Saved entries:
● ● ●
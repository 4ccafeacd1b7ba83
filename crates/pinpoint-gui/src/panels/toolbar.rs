use pinpoint_core::origin::OriginCorner;

use crate::app::PinpointApp;
use crate::panels::{helpers, menu_bar};

pub fn show(ctx: &egui::Context, app: &mut PinpointApp) {
    egui::TopBottomPanel::top("toolbar").show(ctx, |ui| {
        ui.add_space(2.0);
        ui.horizontal(|ui| {
            if ui.button("Open...").clicked() {
                menu_bar::open_file(app, ui.ctx());
            }

            ui.separator();
            helpers::enum_combo(ui, "Origin", &mut app.ui_state.origin, OriginCorner::ALL);

            let pages = app
                .ui_state
                .document
                .as_ref()
                .filter(|d| d.page_count > 1)
                .map(|d| (d.page_index, d.page_count));
            if let Some((index, count)) = pages {
                ui.separator();
                if ui
                    .add_enabled(index > 0, egui::Button::new("Prev"))
                    .clicked()
                {
                    app.goto_page(ui.ctx(), index - 1);
                }
                ui.label(format!("Page {}/{}", index + 1, count));
                if ui
                    .add_enabled(index + 1 < count, egui::Button::new("Next"))
                    .clicked()
                {
                    app.goto_page(ui.ctx(), index + 1);
                }
            }
        });
        ui.add_space(2.0);
    });
}
pub mod compose;
pub mod document;
pub mod error;
pub mod origin;
pub mod viewport;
● ● ●
Go through the records above and retype each one exactly.

▶ [YOUR SOLUTION]
repository 4ccafeacd1b7ba83
filename crates/pinpoint-gui/src/panels/toolbar.rs
use pinpoint_core::origin::OriginCorner;

use crate::app::PinpointApp;
use crate::panels::{helpers, menu_bar};

pub fn show(ctx: &egui::Context, app: &mut PinpointApp) {
    egui::TopBottomPanel::top("toolbar").show(ctx, |ui| {
        ui.add_space(2.0);
        ui.horizontal(|ui| {
            if ui.button("Open...").clicked() {
                menu_bar::open_file(app, ui.ctx());
            }

            ui.separator();
            helpers::enum_combo(ui, "Origin", &mut app.ui_state.origin, OriginCorner::ALL);

            let pages = app
                .ui_state
                .document
                .as_ref()
                .filter(|d| d.page_count > 1)
                .map(|d| (d.page_index, d.page_count));
            if let Some((index, count)) = pages {
                ui.separator();
                if ui
                    .add_enabled(index > 0, egui::Button::new("Prev"))
                    .clicked()
                {
                    app.goto_page(ui.ctx(), index - 1);
                }
                ui.label(format!("Page {}/{}", index + 1, count));
                if ui
                    .add_enabled(index + 1 < count, egui::Button::new("Next"))
                    .clicked()
                {
                    app.goto_page(ui.ctx(), index + 1);
                }
            }
        });
        ui.add_space(2.0);
    });
}
pub mod compose;
pub mod document;
pub mod error;
pub mod origin;
pub mod viewport;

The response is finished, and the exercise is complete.